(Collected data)
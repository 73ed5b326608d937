//! # Yantra Geometry
//!
//! One geometry function per instrument archetype. Each follows the pattern:
//!
//! - base linear dimensions declared in meters at scale 1, multiplied by the
//!   scale factor
//! - angles that are either design constants or a direct function of latitude
//! - a fixed materials list and construction notes describing the archetype
//!
//! `calculate(latitude, scale)` in each submodule is pure: identical inputs
//! give identical output.
//!
//! ## Available Archetypes
//!
//! - [`samrat`] - Equatorial sundial (gnomon inclined at the latitude)
//! - [`rama`] - Altitude-azimuth cylinder
//! - [`digamsa`] - Azimuth-finding platform
//! - [`dhruva`] - Polar alignment instrument
//!
//! ## Unit convention
//!
//! Presentation code infers units from dimension key names rather than an
//! explicit unit field; [`DimensionUnit::from_key`] is the single source of
//! that rule.
//!
//! ## Example
//!
//! ```rust
//! use yantra_core::yantras::YantraType;
//!
//! let samrat = YantraType::Samrat.spec(26.9247, 1.0).unwrap();
//! assert_eq!(samrat.angle("gnomon_angle"), Some(26.9247));
//! assert_eq!(samrat.dimension("gnomon_height"), Some(27.4));
//! ```

pub mod dhruva;
pub mod digamsa;
pub mod rama;
pub mod samrat;

use std::collections::BTreeMap;
use std::fmt;
use std::str::FromStr;

use serde::{Deserialize, Serialize};

use crate::errors::{CalcError, CalcResult};
use crate::units::{Degrees, Meters};

/// The closed set of instrument archetypes.
///
/// Adding an archetype means adding a variant here and an arm in
/// [`YantraType::spec`]; the compiler flags every other match that needs it.
#[derive(Debug, Clone, Copy, PartialEq, Eq, PartialOrd, Ord, Hash, Serialize, Deserialize)]
#[serde(rename_all = "lowercase")]
pub enum YantraType {
    Samrat,
    Rama,
    Digamsa,
    Dhruva,
}

impl YantraType {
    /// Every archetype, in display order
    pub const ALL: [YantraType; 4] = [
        YantraType::Samrat,
        YantraType::Rama,
        YantraType::Digamsa,
        YantraType::Dhruva,
    ];

    /// Lower-case identifier used in JSON keys
    pub fn as_str(self) -> &'static str {
        match self {
            YantraType::Samrat => "samrat",
            YantraType::Rama => "rama",
            YantraType::Digamsa => "digamsa",
            YantraType::Dhruva => "dhruva",
        }
    }

    /// Compute this archetype's specification.
    pub fn spec(self, latitude: f64, scale: f64) -> CalcResult<YantraSpec> {
        match self {
            YantraType::Samrat => samrat::calculate(latitude, scale),
            YantraType::Rama => Ok(rama::calculate(latitude, scale)),
            YantraType::Digamsa => Ok(digamsa::calculate(latitude, scale)),
            YantraType::Dhruva => Ok(dhruva::calculate(latitude, scale)),
        }
    }
}

impl fmt::Display for YantraType {
    fn fmt(&self, f: &mut fmt::Formatter<'_>) -> fmt::Result {
        f.write_str(self.as_str())
    }
}

impl FromStr for YantraType {
    type Err = CalcError;

    fn from_str(s: &str) -> CalcResult<Self> {
        YantraType::ALL
            .into_iter()
            .find(|t| t.as_str().eq_ignore_ascii_case(s.trim()))
            .ok_or_else(|| CalcError::validation("yantra", s, "samrat, rama, digamsa or dhruva"))
    }
}

/// Compute every archetype. Fails as a whole if any archetype fails.
pub fn calculate_all(latitude: f64, scale: f64) -> CalcResult<BTreeMap<YantraType, YantraSpec>> {
    YantraType::ALL
        .into_iter()
        .map(|yantra| Ok((yantra, yantra.spec(latitude, scale)?)))
        .collect()
}

/// Unit of a dimension value, inferred from its key.
#[derive(Debug, Clone, Copy, PartialEq, Eq, Serialize, Deserialize)]
pub enum DimensionUnit {
    Meters,
    Degrees,
    Count,
}

impl DimensionUnit {
    /// Keys containing "angle" or "inclination" are degrees, keys containing
    /// "count" or "divisions" are unitless integers, everything else is meters.
    pub fn from_key(key: &str) -> Self {
        if key.contains("angle") || key.contains("inclination") {
            DimensionUnit::Degrees
        } else if key.contains("count") || key.contains("divisions") {
            DimensionUnit::Count
        } else {
            DimensionUnit::Meters
        }
    }

    pub fn symbol(self) -> &'static str {
        match self {
            DimensionUnit::Meters => "m",
            DimensionUnit::Degrees => "°",
            DimensionUnit::Count => "",
        }
    }
}

/// Construction specification for one instrument at one location and scale.
///
/// ## JSON Example (abridged)
///
/// ```json
/// {
///   "name": "Samrat Yantra",
///   "description": "Giant sundial and primary timekeeping instrument",
///   "dimensions": { "gnomon_height": 27.4, "hour_markings_count": 24.0 },
///   "angles": { "gnomon_angle": 26.9247 },
///   "materials": ["Red sandstone (traditional)"],
///   "construction_notes": "The Samrat Yantra must be precisely aligned to true north. ..."
/// }
/// ```
#[derive(Debug, Clone, PartialEq, Serialize, Deserialize)]
pub struct YantraSpec {
    /// Display name
    pub name: String,

    /// One-line description of the instrument's purpose
    pub description: String,

    /// Dimension key -> value; see [`DimensionUnit::from_key`] for units.
    /// Every value is strictly positive.
    pub dimensions: BTreeMap<String, f64>,

    /// Angle key -> degrees
    pub angles: BTreeMap<String, f64>,

    /// Traditional and modern materials
    pub materials: Vec<String>,

    /// Free-text construction guidance for the archetype
    pub construction_notes: String,
}

impl YantraSpec {
    pub(crate) fn builder(name: &str, description: &str) -> SpecBuilder {
        SpecBuilder {
            spec: YantraSpec {
                name: name.to_string(),
                description: description.to_string(),
                dimensions: BTreeMap::new(),
                angles: BTreeMap::new(),
                materials: Vec::new(),
                construction_notes: String::new(),
            },
        }
    }

    /// Look up a dimension by key
    pub fn dimension(&self, key: &str) -> Option<f64> {
        self.dimensions.get(key).copied()
    }

    /// Look up an angle by key
    pub fn angle(&self, key: &str) -> Option<f64> {
        self.angles.get(key).copied()
    }

    /// Dimensions paired with their inferred unit
    pub fn dimensions_with_units(&self) -> impl Iterator<Item = (&str, f64, DimensionUnit)> + '_ {
        self.dimensions
            .iter()
            .map(|(key, value)| (key.as_str(), *value, DimensionUnit::from_key(key)))
    }
}

/// Assembles a [`YantraSpec`], checking each key against the unit convention.
pub(crate) struct SpecBuilder {
    spec: YantraSpec,
}

impl SpecBuilder {
    pub(crate) fn length(mut self, key: &str, value: Meters) -> Self {
        debug_assert_eq!(DimensionUnit::from_key(key), DimensionUnit::Meters, "{key}");
        self.spec.dimensions.insert(key.to_string(), value.value());
        self
    }

    pub(crate) fn count(mut self, key: &str, value: u32) -> Self {
        debug_assert_eq!(DimensionUnit::from_key(key), DimensionUnit::Count, "{key}");
        self.spec.dimensions.insert(key.to_string(), f64::from(value));
        self
    }

    pub(crate) fn angle(mut self, key: &str, value: Degrees) -> Self {
        self.spec.angles.insert(key.to_string(), value.value());
        self
    }

    pub(crate) fn materials(mut self, materials: &[&str]) -> Self {
        self.spec.materials = materials.iter().map(|m| m.to_string()).collect();
        self
    }

    pub(crate) fn notes(mut self, notes: &str) -> Self {
        self.spec.construction_notes = notes.to_string();
        self
    }

    pub(crate) fn build(self) -> YantraSpec {
        self.spec
    }
}

#[cfg(test)]
mod tests {
    use super::*;
    use proptest::prelude::*;

    #[test]
    fn test_unit_inference() {
        assert_eq!(DimensionUnit::from_key("gnomon_angle"), DimensionUnit::Degrees);
        assert_eq!(DimensionUnit::from_key("pole_inclination_angle"), DimensionUnit::Degrees);
        assert_eq!(DimensionUnit::from_key("gnomon_inclination"), DimensionUnit::Degrees);
        assert_eq!(DimensionUnit::from_key("hour_markings_count"), DimensionUnit::Count);
        assert_eq!(DimensionUnit::from_key("radial_divisions"), DimensionUnit::Count);
        assert_eq!(DimensionUnit::from_key("base_radius"), DimensionUnit::Meters);
    }

    #[test]
    fn test_all_types_calculated() {
        let all = calculate_all(26.9247, 1.0).unwrap();
        assert_eq!(all.len(), 4);
        for yantra in YantraType::ALL {
            assert!(all.contains_key(&yantra), "missing {}", yantra);
        }
    }

    #[test]
    fn test_equator_fails_as_a_whole() {
        let err = calculate_all(0.0, 1.0).unwrap_err();
        assert_eq!(err.error_code(), "GEOMETRY_UNDEFINED");
    }

    #[test]
    fn test_yantra_type_parsing() {
        assert_eq!("samrat".parse::<YantraType>().unwrap(), YantraType::Samrat);
        assert_eq!("Dhruva".parse::<YantraType>().unwrap(), YantraType::Dhruva);
        assert!("jai_prakash".parse::<YantraType>().is_err());
    }

    #[test]
    fn test_yantra_type_serialization() {
        let json = serde_json::to_string(&YantraType::Digamsa).unwrap();
        assert_eq!(json, "\"digamsa\"");
    }

    #[test]
    fn test_counts_are_whole_and_lengths_positive() {
        for spec in calculate_all(-33.8688, 0.1).unwrap().values() {
            for (key, value, unit) in spec.dimensions_with_units() {
                assert!(value > 0.0, "{} {} = {}", spec.name, key, value);
                if unit == DimensionUnit::Count {
                    assert_eq!(value.fract(), 0.0, "{} {}", spec.name, key);
                }
            }
        }
    }

    #[test]
    fn test_fixed_text_does_not_vary_with_input() {
        let a = calculate_all(10.0, 0.5).unwrap();
        let b = calculate_all(60.0, 7.0).unwrap();
        for yantra in YantraType::ALL {
            assert_eq!(a[&yantra].materials, b[&yantra].materials);
            assert_eq!(a[&yantra].construction_notes, b[&yantra].construction_notes);
        }
    }

    fn latitude_off_equator() -> impl Strategy<Value = f64> {
        prop_oneof![0.01..=90.0f64, -90.0..=-0.01f64]
    }

    proptest! {
        #[test]
        fn prop_lengths_scale_linearly(
            lat in latitude_off_equator(),
            s1 in 0.1..=10.0f64,
            s2 in 0.1..=10.0f64,
        ) {
            let first = calculate_all(lat, s1).unwrap();
            let second = calculate_all(lat, s2).unwrap();

            for yantra in YantraType::ALL {
                let (a, b) = (&first[&yantra], &second[&yantra]);
                prop_assert_eq!(&a.angles, &b.angles);

                for (key, value, unit) in a.dimensions_with_units() {
                    let other = b.dimension(key).unwrap();
                    match unit {
                        DimensionUnit::Meters => {
                            let ratio = other / value;
                            prop_assert!((ratio - s2 / s1).abs() <= 1e-9 * (s2 / s1), "{} {}", yantra, key);
                        }
                        DimensionUnit::Count | DimensionUnit::Degrees => prop_assert_eq!(value, other),
                    }
                }
            }
        }

        #[test]
        fn prop_calculation_is_deterministic(lat in latitude_off_equator(), scale in 0.1..=10.0f64) {
            let a = serde_json::to_string(&calculate_all(lat, scale).unwrap()).unwrap();
            let b = serde_json::to_string(&calculate_all(lat, scale).unwrap()).unwrap();
            prop_assert_eq!(a, b);
        }
    }
}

WHAT YOU ARE ASKED TO DO: Across all the entries, count the lines that contain the word "sundial" and give the number by itself.

RESPONSE TO THE EXERCISE: 2